▸ **WHAT IS EXPECTED**:
Among the lines of the records, please find those that contain the word "ImpactScores" and copy them.

** Opening SOURCE DATA block **

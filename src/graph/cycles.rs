//! Circular-dependency detection and classification.
//!
//! The detector performs a depth-first traversal over the dependency graph
//! carrying the current path plus a constant-time "on current path" set.
//! Reaching a node already on the recursion stack marks a back-edge; the
//! sub-path from that node's first occurrence to the current position is
//! materialized as one [`CircularDependency`] with severity, impact scores,
//! and a templated resolution strategy.
//!
//! A node is globally visited the first time any traversal reaches it and
//! is never re-entered, preserving the first-cycle-per-node detection
//! behavior of the original analyzer (see DESIGN.md). Detected cycles are
//! deduplicated by their normalized id.

use std::collections::{BTreeSet, HashSet};

use serde::{Deserialize, Serialize};
use tracing::debug;

use crate::graph::node::{DependencyGraph, NodeType};

/// Coarse four-level classification of how concerning a cycle is.
#[derive(Debug, Clone, Copy, PartialEq, Eq, PartialOrd, Ord, Hash, Serialize, Deserialize)]
#[serde(rename_all = "lowercase")]
pub enum Severity {
    /// Short cycle through unimportant files
    Low,
    /// Typical two-node cycle
    Medium,
    /// Longer cycle or important files involved
    High,
    /// Long cycle or cycle through critical files
    Critical,
}

impl Severity {
    /// Stable lowercase label, matching the serialized form.
    pub fn as_str(&self) -> &'static str {
        match self {
            Self::Low => "low",
            Self::Medium => "medium",
            Self::High => "high",
            Self::Critical => "critical",
        }
    }

    /// Classify from cycle length and mean involved-node importance.
    pub fn classify(length: usize, avg_importance: f64) -> Self {
        if length >= 5 || avg_importance > 0.8 {
            Self::Critical
        } else if length >= 3 || avg_importance > 0.6 {
            Self::High
        } else if length >= 2 || avg_importance > 0.4 {
            Self::Medium
        } else {
            Self::Low
        }
    }
}

/// Independent 0-1 impact scores for one cycle.
#[derive(Debug, Clone, Serialize, Deserialize)]
pub struct ImpactScores {
    /// Impact on incremental build times
    pub build_time: f64,
    /// Impact on runtime behavior (initialization order, lazy loading)
    pub runtime: f64,
    /// Impact on the ability to reason about modules independently
    pub maintainability: f64,
    /// Impact on isolating modules under test
    pub testability: f64,
}

impl ImpactScores {
    /// Each dimension saturates at 1.0: `min(1, length * coefficient * importance)`.
    /// Maintainability carries the highest coefficient because cycles most
    /// directly impede independent reasoning about modules.
    pub fn from_cycle(length: usize, avg_importance: f64) -> Self {
        let scaled = |coefficient: f64| (length as f64 * coefficient * avg_importance).min(1.0);
        Self {
            build_time: scaled(0.2),
            runtime: scaled(0.15),
            maintainability: scaled(0.3),
            testability: scaled(0.25),
        }
    }
}

/// Named refactoring approach recommended for breaking a cycle.
#[derive(Debug, Clone, Copy, PartialEq, Eq, Hash, Serialize, Deserialize)]
#[serde(rename_all = "kebab-case")]
pub enum ResolutionStrategy {
    /// Introduce a shared interface both sides depend on
    ExtractInterface,
    /// Invert one edge by injecting the dependency at construction time
    DependencyInjection,
    /// Replace a direct call edge with emitted events
    EventDriven,
    /// Put a facade in front of one side of the cycle
    Facade,
    /// Restructure the modules into layers with one dependency direction
    Restructure,
}

impl ResolutionStrategy {
    /// Stable kebab-case label, matching the serialized form.
    pub fn as_str(&self) -> &'static str {
        match self {
            Self::ExtractInterface => "extract-interface",
            Self::DependencyInjection => "dependency-injection",
            Self::EventDriven => "event-driven",
            Self::Facade => "facade",
            Self::Restructure => "restructure",
        }
    }

    /// Hand-authored remediation steps for this strategy.
    pub fn steps(&self) -> Vec<String> {
        let steps: &[&str] = match self {
            Self::ExtractInterface => &[
                "Identify the symbols each side of the cycle actually uses from the other",
                "Move those symbols into a new shared interface/types module",
                "Point both original modules at the shared module",
                "Delete the direct imports between the two original modules",
            ],
            Self::DependencyInjection => &[
                "Pick the edge of the cycle that is easiest to invert",
                "Define the callee's surface as a parameter (constructor argument or function input)",
                "Pass the implementation in from the composition root",
                "Remove the now-unused direct import",
            ],
            Self::EventDriven => &[
                "Identify the call that closes the cycle",
                "Replace the direct call with an emitted event",
                "Subscribe the former callee to the event at startup",
                "Remove the import that carried the direct call",
            ],
            Self::Facade => &[
                "Create a facade module exposing the subset of the API the cycle needs",
                "Route one side of the cycle through the facade",
                "Keep the facade free of imports back into the cycle",
            ],
            Self::Restructure => &[
                "Map which responsibilities belong to which layer",
                "Extract shared lower-level code into its own module",
                "Re-point the cycle members at the extracted module",
                "Consider event-driven decoupling or a facade layer for the remaining edges",
            ],
        };
        steps.iter().map(|s| s.to_string()).collect()
    }

    /// Illustrative code-shape snippets for this strategy.
    pub fn examples(&self) -> Vec<String> {
        let examples: &[&str] = match self {
            Self::ExtractInterface => &[
                "// shared/types.ts\nexport interface UserLike { id: string }",
                "// a.ts and b.ts both: import { UserLike } from './shared/types';",
            ],
            Self::DependencyInjection => &[
                "export function makeService(notifier: Notifier) { /* ... */ }",
            ],
            Self::EventDriven => &["bus.emit('user-created', user); // instead of importing the handler"],
            Self::Facade => &["// facade.ts\nexport { loadUser } from './internal/user';"],
            Self::Restructure => &[
                "// before: a <-> b;  after: a -> shared <- b",
            ],
        };
        examples.iter().map(|s| s.to_string()).collect()
    }
}

/// Effort or risk tier attached to a resolution.
#[derive(Debug, Clone, Copy, PartialEq, Eq, PartialOrd, Ord, Serialize, Deserialize)]
#[serde(rename_all = "lowercase")]
pub enum Tier {
    /// Hours of work, local change
    Low,
    /// A day or two, touches a handful of modules
    Medium,
    /// Multi-day restructuring
    High,
}

/// Chosen strategy plus effort/risk tiers and templated remediation content.
#[derive(Debug, Clone, Serialize, Deserialize)]
pub struct Resolution {
    /// Selected refactoring approach
    pub strategy: ResolutionStrategy,
    /// Estimated effort tier
    pub effort: Tier,
    /// Estimated risk tier
    pub risk: Tier,
    /// Ordered remediation steps
    pub steps: Vec<String>,
    /// Illustrative code-shape snippets
    pub examples: Vec<String>,
}

impl Resolution {
    fn new(strategy: ResolutionStrategy, effort: Tier, risk: Tier) -> Self {
        Self {
            strategy,
            effort,
            risk,
            steps: strategy.steps(),
            examples: strategy.examples(),
        }
    }

    /// Deterministic dispatch on cycle shape.
    ///
    /// Length-2 cycles get the minimal fix; cycles through interface/type
    /// nodes are broken by extracting the shared declarations; long cycles
    /// need restructuring; everything else inverts one edge via injection.
    pub fn select(length: usize, node_types: &BTreeSet<NodeType>) -> Self {
        if length == 2 {
            Self::new(ResolutionStrategy::ExtractInterface, Tier::Low, Tier::Low)
        } else if node_types.contains(&NodeType::Interface) || node_types.contains(&NodeType::Type)
        {
            Self::new(
                ResolutionStrategy::ExtractInterface,
                Tier::Medium,
                Tier::Medium,
            )
        } else if length > 3 {
            Self::new(ResolutionStrategy::Restructure, Tier::High, Tier::High)
        } else {
            Self::new(
                ResolutionStrategy::DependencyInjection,
                Tier::Medium,
                Tier::Medium,
            )
        }
    }
}

/// Denormalized cycle facts for reporting convenience.
#[derive(Debug, Clone, Serialize, Deserialize)]
pub struct CycleMetadata {
    /// Cycle length (number of distinct nodes on the cycle)
    pub length: usize,
    /// Distinct node types involved
    pub node_types: Vec<NodeType>,
    /// File paths of the cycle members, in cycle order
    pub file_paths: Vec<String>,
}

/// One detected circular dependency.
#[derive(Debug, Clone, Serialize, Deserialize)]
pub struct CircularDependency {
    /// Normalized id: the cycle's node-id sequence rotated so the
    /// lexicographically smallest id is first, joined with `->`. Stable
    /// across runs, so the same structural cycle can be diffed run to run.
    pub id: String,
    /// Ordered node ids forming the cycle; the last element closes back to
    /// the first
    pub cycle: Vec<String>,
    /// Severity classification
    pub severity: Severity,
    /// Four-dimension impact scores
    pub impact: ImpactScores,
    /// Recommended resolution
    pub resolution: Resolution,
    /// Denormalized reporting metadata
    pub metadata: CycleMetadata,
}

/// Normalize a cycle id: rotate so the lexicographically smallest node id
/// comes first, then join with `->`.
pub fn normalized_cycle_id(cycle: &[String]) -> String {
    if cycle.is_empty() {
        return String::new();
    }
    let pivot = cycle
        .iter()
        .enumerate()
        .min_by(|a, b| a.1.cmp(b.1))
        .map(|(i, _)| i)
        .unwrap_or(0);
    let mut rotated = Vec::with_capacity(cycle.len());
    rotated.extend_from_slice(&cycle[pivot..]);
    rotated.extend_from_slice(&cycle[..pivot]);
    rotated.join("->")
}

/// Depth-first cycle detector over a [`DependencyGraph`].
#[derive(Debug, Default)]
pub struct CycleDetector;

impl CycleDetector {
    /// Create a new detector.
    pub fn new() -> Self {
        Self
    }

    /// Find cycles reachable from every unvisited node, in graph iteration
    /// order. Never fails: dangling dependency ids are treated as "no
    /// further edges" and skipped.
    pub fn detect(&self, graph: &DependencyGraph) -> Vec<CircularDependency> {
        let mut visited = HashSet::new();
        let mut seen_ids = HashSet::new();
        let mut cycles = Vec::new();

        let start_nodes: Vec<String> = graph.nodes.keys().cloned().collect();
        for start in start_nodes {
            if visited.contains(&start) {
                continue;
            }
            let mut on_path = HashSet::new();
            let mut path = Vec::new();
            self.dfs(
                graph,
                &start,
                &mut visited,
                &mut on_path,
                &mut path,
                &mut seen_ids,
                &mut cycles,
            );
        }

        debug!(cycle_count = cycles.len(), "cycle detection completed");
        cycles
    }

    #[allow(clippy::too_many_arguments)]
    fn dfs(
        &self,
        graph: &DependencyGraph,
        node_id: &str,
        visited: &mut HashSet<String>,
        on_path: &mut HashSet<String>,
        path: &mut Vec<String>,
        seen_ids: &mut HashSet<String>,
        cycles: &mut Vec<CircularDependency>,
    ) {
        // Dangling ids (fallback resolutions to files that were never
        // discovered) have no node entry and therefore no further edges.
        let Some(node) = graph.nodes.get(node_id) else {
            return;
        };

        visited.insert(node_id.to_string());
        on_path.insert(node_id.to_string());
        path.push(node_id.to_string());

        for dep in &node.dependencies {
            if on_path.contains(dep) {
                // Back-edge: the sub-path from the first occurrence of the
                // target to the current node is one cycle. Do not descend
                // through the back-edge.
                if let Some(pos) = path.iter().position(|p| p == dep) {
                    let cycle: Vec<String> = path[pos..].to_vec();
                    let record = materialize_cycle(graph, cycle);
                    if seen_ids.insert(record.id.clone()) {
                        cycles.push(record);
                    }
                }
            } else if !visited.contains(dep) {
                self.dfs(graph, dep, visited, on_path, path, seen_ids, cycles);
            }
        }

        path.pop();
        on_path.remove(node_id);
    }
}

/// Build the full [`CircularDependency`] record for a raw cycle path.
fn materialize_cycle(graph: &DependencyGraph, cycle: Vec<String>) -> CircularDependency {
    let members: Vec<_> = cycle.iter().filter_map(|id| graph.nodes.get(id)).collect();

    let avg_importance = if members.is_empty() {
        0.0
    } else {
        members.iter().map(|n| n.metadata.importance).sum::<f64>() / members.len() as f64
    };

    let length = cycle.len();
    let node_types: BTreeSet<NodeType> = members.iter().map(|n| n.node_type).collect();
    let file_paths: Vec<String> = members.iter().map(|n| n.path.clone()).collect();

    CircularDependency {
        id: normalized_cycle_id(&cycle),
        severity: Severity::classify(length, avg_importance),
        impact: ImpactScores::from_cycle(length, avg_importance),
        resolution: Resolution::select(length, &node_types),
        metadata: CycleMetadata {
            length,
            node_types: node_types.into_iter().collect(),
            file_paths,
        },
        cycle,
    }
}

** Closing SOURCE DATA block **

▸ **YOUR RESPONSE**:
pub struct ImpactScores {
impl ImpactScores {
    pub impact: ImpactScores,
        impact: ImpactScores::from_cycle(length, avg_importance),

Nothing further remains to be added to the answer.